This, I believe, would help us understand what we have commonly come to
see as the threat of Islamic fundamentalism. We need to be careful of that emotive label,
'fundamentalism', and distinguish, as Muslims do, between revivalists, who choose to take
the practice of their religion most devoutly, and fanatics or extremists who use this
devotion for their political ends. Among the many religious, social and political causes
of what we might more accurately call the Islamic revival is a powerful feeling of
disenchantment, of the realization that Western technology and material things are
insufficient, and that a deeper meaning to life lies elsewhere in the essence of Islamic
belief.
At the same time, we must not be tempted to believe that extremism is
in some way the hallmark and essence of the Muslim. Extremism is no more the monopoly of
Islam than it is the monopoly of other religions, including Christianity. The vast
majority of Muslims, though personally pious, are moderate in their politics. Theirs is
the 'religion of the middle way'. The Prophet himself always disliked and feared
extremism. Perhaps the fear of Islamic revivalism which colored the 1980s is now beginning
to give way in the West to an understanding of the genuine spiritual forces behind this
groundswell. But if we are to understand this important movement, we must learn to
distinguish clearly between what the vast majority of Muslims believe and the terrible
violence of a small minority among them - like the men in Cairo yesterday - which
civilized people everywhere must condemn.

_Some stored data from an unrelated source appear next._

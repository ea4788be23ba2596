//! Error Handling Module
//!
//! Every manager operation returns a [`DeviceError`]. Failures coming from the
//! control facility or the zeroizer are passed through as their source, wrapped
//! with the volume id of the call that hit them. Nothing here is retried.

use crate::clear::ClearError;
use crate::ndctl::NdctlError;
use thiserror::Error;

/// Coarse classification of a [`DeviceError`]
#[derive(Debug, Clone, Copy, PartialEq, Eq, Hash)]
pub enum ErrorKind {
    /// Control facility unreachable or its filesystem surface read-only
    InitializationFailure,
    /// Create on a volume id that is already active
    AlreadyExists,
    /// Operation on a volume id that is not active
    NotFound,
    /// Namespace creation refused by the facility
    AllocationFailure,
    /// Clearing device contents failed
    ZeroizeFailure,
    /// Namespace destruction refused by the facility
    DestroyFailure,
    /// Listing or looking up namespaces or regions failed
    Enumeration,
    /// Malformed request (for example an unknown mode)
    InvalidArgument,
    /// Namespace exists but is not a fsdax or sector block device
    Unmanaged,
}

impl ErrorKind {
    /// Returns a short identifier, stable for logs and metrics labels
    pub fn as_str(&self) -> &'static str {
        match self {
            ErrorKind::InitializationFailure => "initialization",
            ErrorKind::AlreadyExists => "already_exists",
            ErrorKind::NotFound => "not_found",
            ErrorKind::AllocationFailure => "allocation",
            ErrorKind::ZeroizeFailure => "zeroize",
            ErrorKind::DestroyFailure => "destroy",
            ErrorKind::Enumeration => "enumeration",
            ErrorKind::InvalidArgument => "invalid_argument",
            ErrorKind::Unmanaged => "unmanaged",
        }
    }
}

#[derive(Error, Debug)]
pub enum DeviceError {
    #[error("initialization failed: {0}")]
    Initialization(String),

    #[error("namespace {0} already exists")]
    AlreadyExists(String),

    #[error("namespace {0} not found")]
    NotFound(String),

    #[error("creating namespace {volume_id} failed: {source}")]
    Allocation {
        volume_id: String,
        #[source]
        source: NdctlError,
    },

    /// The namespace exists but its head could not be cleared. Creating the
    /// same id again reports `AlreadyExists`; the namespace has to be deleted.
    #[error("namespace {volume_id} was created but could not be cleared, delete it before retrying: {source}")]
    CreatedUncleared {
        volume_id: String,
        #[source]
        source: ClearError,
    },

    #[error("clearing namespace {volume_id} failed: {source}")]
    Zeroize {
        volume_id: String,
        #[source]
        source: ClearError,
    },

    #[error("destroying namespace {volume_id} failed: {source}")]
    Destroy {
        volume_id: String,
        #[source]
        source: NdctlError,
    },

    /// Active under this id but without a block device in a managed mode,
    /// for example a devdax namespace. It can still be deleted.
    #[error("namespace {volume_id} ({dev}) has no block device or is in an unmanaged mode")]
    Unmanaged { volume_id: String, dev: String },

    #[error("namespace enumeration failed: {0}")]
    Enumeration(#[source] NdctlError),

    #[error("invalid argument: {0}")]
    InvalidArgument(String),
}

impl DeviceError {
    pub fn kind(&self) -> ErrorKind {
        match self {
            DeviceError::Initialization(_) => ErrorKind::InitializationFailure,
            DeviceError::AlreadyExists(_) => ErrorKind::AlreadyExists,
            DeviceError::NotFound(_) => ErrorKind::NotFound,
            DeviceError::Allocation { .. } => ErrorKind::AllocationFailure,
            DeviceError::CreatedUncleared { .. } | DeviceError::Zeroize { .. } => {
                ErrorKind::ZeroizeFailure
            }
            DeviceError::Destroy { .. } => ErrorKind::DestroyFailure,
            DeviceError::Enumeration(_) => ErrorKind::Enumeration,
            DeviceError::InvalidArgument(_) => ErrorKind::InvalidArgument,
            DeviceError::Unmanaged { .. } => ErrorKind::Unmanaged,
        }
    }

    /// True when a create left an allocated but uncleared namespace behind.
    pub fn is_partial_create(&self) -> bool {
        matches!(self, DeviceError::CreatedUncleared { .. })
    }
}

/// Result type alias for device manager operations
pub type Result<T> = std::result::Result<T, DeviceError>;
//! Device Manager
//!
//! Lifecycle of PMEM namespaces on behalf of a volume provisioning service.
//!
//! ## Serialization
//!
//! The control facility is not safe for concurrent entry, so the manager owns
//! the context behind one `parking_lot::Mutex` and every operation holds it
//! for its whole duration, zeroing included. Reads take the same lock. A slow
//! create therefore blocks every other call until it returns.
//!
//! ## Clearing
//!
//! A created namespace has its head zeroed before the create returns, and a
//! deleted one is zeroed before it is destroyed, so stale data is never
//! reachable through a live namespace.

use crate::capacity::{self, CapacityReport};
use crate::clear::{ClearError, DeviceClearer, HeadClearer};
use crate::error::{DeviceError, Result};
use crate::mount::{self, MountTable};
use crate::ndctl::{
    CreateNamespaceOpts, NDCTL_ALIGN, Namespace, NamespaceMode, NdctlContext, NdctlError,
};
use parking_lot::{Mutex, MutexGuard};
use serde::{Deserialize, Serialize};
use std::path::PathBuf;
use std::time::Instant;
use tracing::{debug, info, info_span, trace, warn};

/// A namespace as handed to callers.
#[derive(Debug, Clone, PartialEq, Eq, Serialize, Deserialize)]
pub struct DeviceInfo {
    pub volume_id: String,
    pub path: PathBuf,
    pub size: u64,
}

/// Namespace lifecycle operations a PMEM backend provides.
///
/// Every method is synchronous and may block for as long as the hardware
/// takes. Implementations must be callable from many threads at once.
pub trait PmemDeviceManager: Send + Sync {
    /// Largest namespace that can currently be created, per mode.
    fn get_capacity(&self) -> Result<CapacityReport>;

    /// Allocates a namespace named `volume_id` of at least `size` bytes and
    /// clears its head. Refuses ids that are already active.
    fn create_device(&self, volume_id: &str, size: u64, mode: NamespaceMode) -> Result<()>;

    /// Clears (fully when `flush`) and destroys the namespace.
    fn delete_device(&self, volume_id: &str, flush: bool) -> Result<()>;

    /// Erases the namespace contents durably without destroying it.
    fn flush_device_data(&self, volume_id: &str) -> Result<()>;

    fn get_device(&self, volume_id: &str) -> Result<DeviceInfo>;

    /// All active fsdax and sector namespaces, in enumeration order.
    fn list_devices(&self) -> Result<Vec<DeviceInfo>>;
}

#[derive(Debug, Clone, Copy, PartialEq, Eq)]
pub struct ManagerConfig {
    /// Alignment of every creation request, in bytes
    pub align: u64,
}

impl Default for ManagerConfig {
    fn default() -> Self {
        Self { align: NDCTL_ALIGN }
    }
}

/// Exclusive access to the context for the span of one operation.
struct Session<'a, C> {
    ctx: MutexGuard<'a, C>,
}

impl<C: NdctlContext> Session<'_, C> {
    /// The caller-facing view of a namespace, if it is a fsdax or sector
    /// namespace with a block device.
    fn device(&self, ns: &Namespace) -> Option<DeviceInfo> {
        ns.mode?;
        Some(DeviceInfo {
            volume_id: ns.name.clone(),
            path: self.ctx.device_path(ns)?,
            size: ns.size,
        })
    }

    /// Looks a name up among all active namespaces, whatever their mode.
    fn find(&self, volume_id: &str) -> Result<Option<Namespace>> {
        self.ctx
            .namespace_by_name(volume_id)
            .map_err(DeviceError::Enumeration)
    }

    fn require(&self, volume_id: &str) -> Result<Namespace> {
        self.find(volume_id)?
            .ok_or_else(|| DeviceError::NotFound(volume_id.to_string()))
    }

    fn require_device(&self, volume_id: &str) -> Result<DeviceInfo> {
        let ns = self.require(volume_id)?;
        self.device(&ns).ok_or_else(|| DeviceError::Unmanaged {
            volume_id: volume_id.to_string(),
            dev: ns.dev,
        })
    }
}

/// ndctl-style backend: namespaces allocated through an [`NdctlContext`].
pub struct NdctlDeviceManager<C, Z = HeadClearer> {
    ctx: Mutex<C>,
    clearer: Z,
    config: ManagerConfig,
}

impl<C: NdctlContext, Z: DeviceClearer> NdctlDeviceManager<C, Z> {
    /// Initializes the context and runs the startup guard.
    ///
    /// Fails with `DeviceError::Initialization` when the context cannot be
    /// created or `/sys` is mounted read-only. Neither is retried.
    pub fn new<F>(
        init: F,
        clearer: Z,
        mounts: &dyn MountTable,
        config: ManagerConfig,
    ) -> Result<Self>
    where
        F: FnOnce() -> std::result::Result<C, NdctlError>,
    {
        let ctx = init().map_err(|e| {
            DeviceError::Initialization(format!("failed to initialize pmem context: {}", e))
        })?;

        mount::check_sysfs_writable(mounts)?;

        info!(align = config.align, "PMEM device manager ready");
        Ok(Self {
            ctx: Mutex::new(ctx),
            clearer,
            config,
        })
    }

    fn session(&self) -> Session<'_, C> {
        let start = Instant::now();
        let ctx = self.ctx.lock();
        trace!(
            waited_us = start.elapsed().as_micros() as u64,
            "Acquired ndctl lock"
        );
        Session { ctx }
    }
}

impl<C: NdctlContext, Z: DeviceClearer> PmemDeviceManager for NdctlDeviceManager<C, Z> {
    fn get_capacity(&self) -> Result<CapacityReport> {
        let _span = info_span!("get_capacity").entered();
        let session = self.session();

        let buses = session.ctx.buses().map_err(DeviceError::Enumeration)?;
        for region in buses.iter().flat_map(|bus| bus.regions.iter()) {
            trace!(
                region = %region.dev,
                ways = region.interleave_ways,
                available = region.max_available_extent,
                aligned = capacity::region_capacity(region, self.config.align),
                "Region capacity"
            );
        }

        let max = capacity::max_aligned_extent(&buses, self.config.align);
        debug!(capacity = max, "Capacity computed");
        Ok(capacity::report(max))
    }

    fn create_device(&self, volume_id: &str, size: u64, mode: NamespaceMode) -> Result<()> {
        let _span = info_span!("create_device", volume_id = %volume_id, size, mode = %mode).entered();
        let mut session = self.session();

        // also catches retries after CreatedUncleared
        if session.find(volume_id)?.is_some() {
            debug!("Namespace with this name exists, refusing to create another");
            return Err(DeviceError::AlreadyExists(volume_id.to_string()));
        }

        // The library keeps its metadata inside the namespace and rounds up
        // to the alignment, so the usable size ends one step short.
        let request = size.checked_add(self.config.align).ok_or_else(|| {
            DeviceError::InvalidArgument(format!("size {} too large to align", size))
        })?;
        debug!(request, "Requesting one extra alignment step for metadata");

        let ns = session
            .ctx
            .create_namespace(CreateNamespaceOpts {
                name: volume_id.to_string(),
                size: request,
                align: self.config.align,
                mode,
            })
            .inspect_err(|e| warn!(error = %e, request, "Namespace allocation failed"))
            .map_err(|source| DeviceError::Allocation {
                volume_id: volume_id.to_string(),
                source,
            })?;
        info!(dev = %ns.dev, blockdev = ?ns.blockdev, size = ns.size, "Namespace created");

        let Some(device) = session.device(&ns) else {
            warn!(dev = %ns.dev, "New namespace has no block device, namespace left allocated");
            return Err(DeviceError::CreatedUncleared {
                volume_id: volume_id.to_string(),
                source: ClearError::NoBlockDevice(ns.dev),
            });
        };
        if let Err(source) = self.clearer.clear(&device, false) {
            warn!(error = %source, path = %device.path.display(), "Clearing new namespace failed, namespace left allocated");
            return Err(DeviceError::CreatedUncleared {
                volume_id: volume_id.to_string(),
                source,
            });
        }
        Ok(())
    }

    fn delete_device(&self, volume_id: &str, flush: bool) -> Result<()> {
        let _span = info_span!("delete_device", volume_id = %volume_id, flush).entered();
        let mut session = self.session();

        let ns = session.require(volume_id)?;
        match session.device(&ns) {
            Some(device) => self
                .clearer
                .clear(&device, flush)
                .inspect_err(|e| warn!(error = %e, "Clearing failed, namespace kept"))
                .map_err(|source| DeviceError::Zeroize {
                    volume_id: volume_id.to_string(),
                    source,
                })?,
            None => warn!(dev = %ns.dev, mode = ?ns.mode, "Namespace has no block device to clear"),
        }

        session
            .ctx
            .destroy_namespace_by_name(volume_id)
            .inspect_err(|e| warn!(error = %e, "Namespace destruction failed"))
            .map_err(|source| DeviceError::Destroy {
                volume_id: volume_id.to_string(),
                source,
            })?;
        info!(dev = %ns.dev, "Namespace destroyed");
        Ok(())
    }

    fn flush_device_data(&self, volume_id: &str) -> Result<()> {
        let _span = info_span!("flush_device_data", volume_id = %volume_id).entered();
        let session = self.session();

        let device = session.require_device(volume_id)?;
        self.clearer
            .clear(&device, true)
            .inspect_err(|e| warn!(error = %e, "Flushing device failed"))
            .map_err(|source| DeviceError::Zeroize {
                volume_id: volume_id.to_string(),
                source,
            })
    }

    fn get_device(&self, volume_id: &str) -> Result<DeviceInfo> {
        let _span = info_span!("get_device", volume_id = %volume_id).entered();
        self.session().require_device(volume_id)
    }

    fn list_devices(&self) -> Result<Vec<DeviceInfo>> {
        let _span = info_span!("list_devices").entered();
        let session = self.session();

        let namespaces = session
            .ctx
            .active_namespaces()
            .map_err(DeviceError::Enumeration)?;
        Ok(namespaces
            .iter()
            .filter_map(|ns| session.device(ns))
            .collect())
    }
}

Chancellor, ladies and gentlemen, if there is much misunderstanding in
the West about the nature of Islam, there is also much ignorance about the debt our own
culture and civilization owe to the Islamic world. It is a failure which stems, I think,
from the straitjacket of history which we have inherited. The medieval Islamic world, from
Central Asia to the shores of the Atlantic, was a world where scholars and men of learning
flourished. But because we have tended to see Islam as the enemy of the West, as an alien
culture, society and system of belief, we have tended to ignore or erase its great
relevance to our own history.
For example, we have underestimated the importance of 800 years of
Islamic society and culture in Spain between the 8th and 15th centuries. The contribution
of Muslim Spain to the preservation of classical learning during the Dark Ages, and to the
first flowerings of the Renaissance, has long been recognized. But Islamic Spain was much
more than a mere larder where Hellenistic knowledge was kept for later consumption by the
emerging modern Western world. Not only did Muslim Spain gather and preserve the
intellectual content of ancient Greek and Roman civilization, it also interpreted and
expanded upon that civilization, and made a vital contribution of its own in so many
fields of human endeavor - in science, astronomy, mathematics, algebra (itself an Arabic
word), law, history, medicine, pharmacology, optics, agriculture, architecture, theology,
music. Averroes and Avenzoor, like their counterparts Avicenna and Rhazes in the East,
contributed to the study and practice of medicine in ways from which Europe benefited for
centuries afterwards.
Islam nurtured and preserved the quest for learning. In the words of
the tradition, 'the ink of the scholar is more sacred than the blood of the martyr'.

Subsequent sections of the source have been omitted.